§ WHAT YOU ARE ASKED TO DO
Lines in the records below that contain the word "crate" must each be copied.

§ GIVEN INFORMATION

----

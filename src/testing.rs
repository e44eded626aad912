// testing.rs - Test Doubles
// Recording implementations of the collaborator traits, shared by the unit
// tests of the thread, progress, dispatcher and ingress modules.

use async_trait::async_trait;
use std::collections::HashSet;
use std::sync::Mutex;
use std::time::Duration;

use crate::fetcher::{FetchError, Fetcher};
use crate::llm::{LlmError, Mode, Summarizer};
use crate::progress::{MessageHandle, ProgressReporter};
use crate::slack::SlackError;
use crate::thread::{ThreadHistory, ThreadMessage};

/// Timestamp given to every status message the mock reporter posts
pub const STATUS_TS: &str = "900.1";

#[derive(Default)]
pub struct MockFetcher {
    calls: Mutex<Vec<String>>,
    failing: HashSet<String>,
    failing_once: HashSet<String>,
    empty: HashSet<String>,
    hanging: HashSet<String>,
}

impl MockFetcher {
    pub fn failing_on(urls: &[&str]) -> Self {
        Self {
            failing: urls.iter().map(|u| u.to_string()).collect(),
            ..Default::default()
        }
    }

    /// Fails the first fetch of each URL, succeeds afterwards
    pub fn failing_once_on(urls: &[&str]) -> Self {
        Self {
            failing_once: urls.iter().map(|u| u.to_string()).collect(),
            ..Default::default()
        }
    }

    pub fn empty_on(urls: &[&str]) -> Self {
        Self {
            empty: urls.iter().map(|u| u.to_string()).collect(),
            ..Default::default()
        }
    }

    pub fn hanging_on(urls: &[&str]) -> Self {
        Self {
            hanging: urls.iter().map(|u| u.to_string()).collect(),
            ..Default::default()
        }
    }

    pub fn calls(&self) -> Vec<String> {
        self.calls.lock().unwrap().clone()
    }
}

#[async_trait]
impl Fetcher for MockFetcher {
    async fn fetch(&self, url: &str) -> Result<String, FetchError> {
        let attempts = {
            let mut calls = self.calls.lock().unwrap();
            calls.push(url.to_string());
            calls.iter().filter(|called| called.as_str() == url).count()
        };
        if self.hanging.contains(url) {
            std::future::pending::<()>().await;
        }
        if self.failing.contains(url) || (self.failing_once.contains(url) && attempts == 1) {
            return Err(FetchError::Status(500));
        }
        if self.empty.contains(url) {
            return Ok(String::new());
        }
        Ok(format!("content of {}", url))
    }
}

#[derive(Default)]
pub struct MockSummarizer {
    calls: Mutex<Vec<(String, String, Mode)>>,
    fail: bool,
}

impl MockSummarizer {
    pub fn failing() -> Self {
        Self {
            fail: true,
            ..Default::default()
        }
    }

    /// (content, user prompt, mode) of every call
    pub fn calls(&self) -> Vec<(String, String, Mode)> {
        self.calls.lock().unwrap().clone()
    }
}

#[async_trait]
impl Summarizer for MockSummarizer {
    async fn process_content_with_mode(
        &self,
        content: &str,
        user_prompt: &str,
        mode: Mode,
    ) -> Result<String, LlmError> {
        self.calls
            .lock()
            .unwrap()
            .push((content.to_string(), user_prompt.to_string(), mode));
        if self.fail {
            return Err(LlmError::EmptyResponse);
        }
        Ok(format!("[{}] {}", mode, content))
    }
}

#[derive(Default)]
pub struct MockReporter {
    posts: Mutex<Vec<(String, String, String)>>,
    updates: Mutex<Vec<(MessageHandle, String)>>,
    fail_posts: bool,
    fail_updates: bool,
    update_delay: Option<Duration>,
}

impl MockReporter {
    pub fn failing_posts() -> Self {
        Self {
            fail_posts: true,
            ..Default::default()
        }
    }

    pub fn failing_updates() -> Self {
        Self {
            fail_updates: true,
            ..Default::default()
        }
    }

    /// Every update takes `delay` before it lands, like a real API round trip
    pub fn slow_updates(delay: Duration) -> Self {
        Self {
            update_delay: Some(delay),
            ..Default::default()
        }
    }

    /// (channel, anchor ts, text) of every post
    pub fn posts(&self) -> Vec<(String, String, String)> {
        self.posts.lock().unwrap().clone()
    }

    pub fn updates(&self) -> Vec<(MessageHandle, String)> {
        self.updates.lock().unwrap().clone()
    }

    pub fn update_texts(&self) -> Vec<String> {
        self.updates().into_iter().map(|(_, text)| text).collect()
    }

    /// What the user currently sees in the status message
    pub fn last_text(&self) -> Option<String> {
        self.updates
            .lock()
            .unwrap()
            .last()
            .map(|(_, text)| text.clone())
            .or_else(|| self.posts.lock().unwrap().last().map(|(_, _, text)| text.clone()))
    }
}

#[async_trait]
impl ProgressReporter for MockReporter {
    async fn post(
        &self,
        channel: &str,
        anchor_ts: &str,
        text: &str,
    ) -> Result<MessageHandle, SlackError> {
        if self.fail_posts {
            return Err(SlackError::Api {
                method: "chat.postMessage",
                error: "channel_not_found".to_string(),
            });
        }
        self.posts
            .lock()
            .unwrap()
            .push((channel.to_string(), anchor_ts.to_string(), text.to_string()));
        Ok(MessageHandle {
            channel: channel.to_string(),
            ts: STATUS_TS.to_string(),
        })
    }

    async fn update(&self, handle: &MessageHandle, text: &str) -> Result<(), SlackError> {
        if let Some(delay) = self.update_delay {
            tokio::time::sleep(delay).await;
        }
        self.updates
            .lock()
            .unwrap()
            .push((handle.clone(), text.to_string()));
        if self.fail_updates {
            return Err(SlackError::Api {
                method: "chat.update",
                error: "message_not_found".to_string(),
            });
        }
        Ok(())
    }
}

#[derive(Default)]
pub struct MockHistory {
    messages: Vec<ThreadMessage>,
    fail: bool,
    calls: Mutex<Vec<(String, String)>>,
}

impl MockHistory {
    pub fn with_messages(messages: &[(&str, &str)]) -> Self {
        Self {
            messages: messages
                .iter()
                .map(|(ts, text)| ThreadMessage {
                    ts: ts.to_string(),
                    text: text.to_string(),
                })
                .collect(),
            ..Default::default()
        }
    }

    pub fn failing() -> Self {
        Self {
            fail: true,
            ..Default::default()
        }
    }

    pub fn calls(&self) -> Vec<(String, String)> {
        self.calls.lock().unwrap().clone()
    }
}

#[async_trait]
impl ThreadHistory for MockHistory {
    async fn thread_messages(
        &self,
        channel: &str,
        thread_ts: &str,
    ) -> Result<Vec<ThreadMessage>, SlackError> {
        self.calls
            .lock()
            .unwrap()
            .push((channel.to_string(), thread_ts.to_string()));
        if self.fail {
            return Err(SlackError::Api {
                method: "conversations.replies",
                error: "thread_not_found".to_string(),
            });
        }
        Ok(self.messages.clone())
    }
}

----

§ PROBLEM SOLUTION
use crate::fetcher::{FetchError, Fetcher};
use crate::llm::{LlmError, Mode, Summarizer};
use crate::progress::{MessageHandle, ProgressReporter};
use crate::slack::SlackError;
use crate::thread::{ThreadHistory, ThreadMessage};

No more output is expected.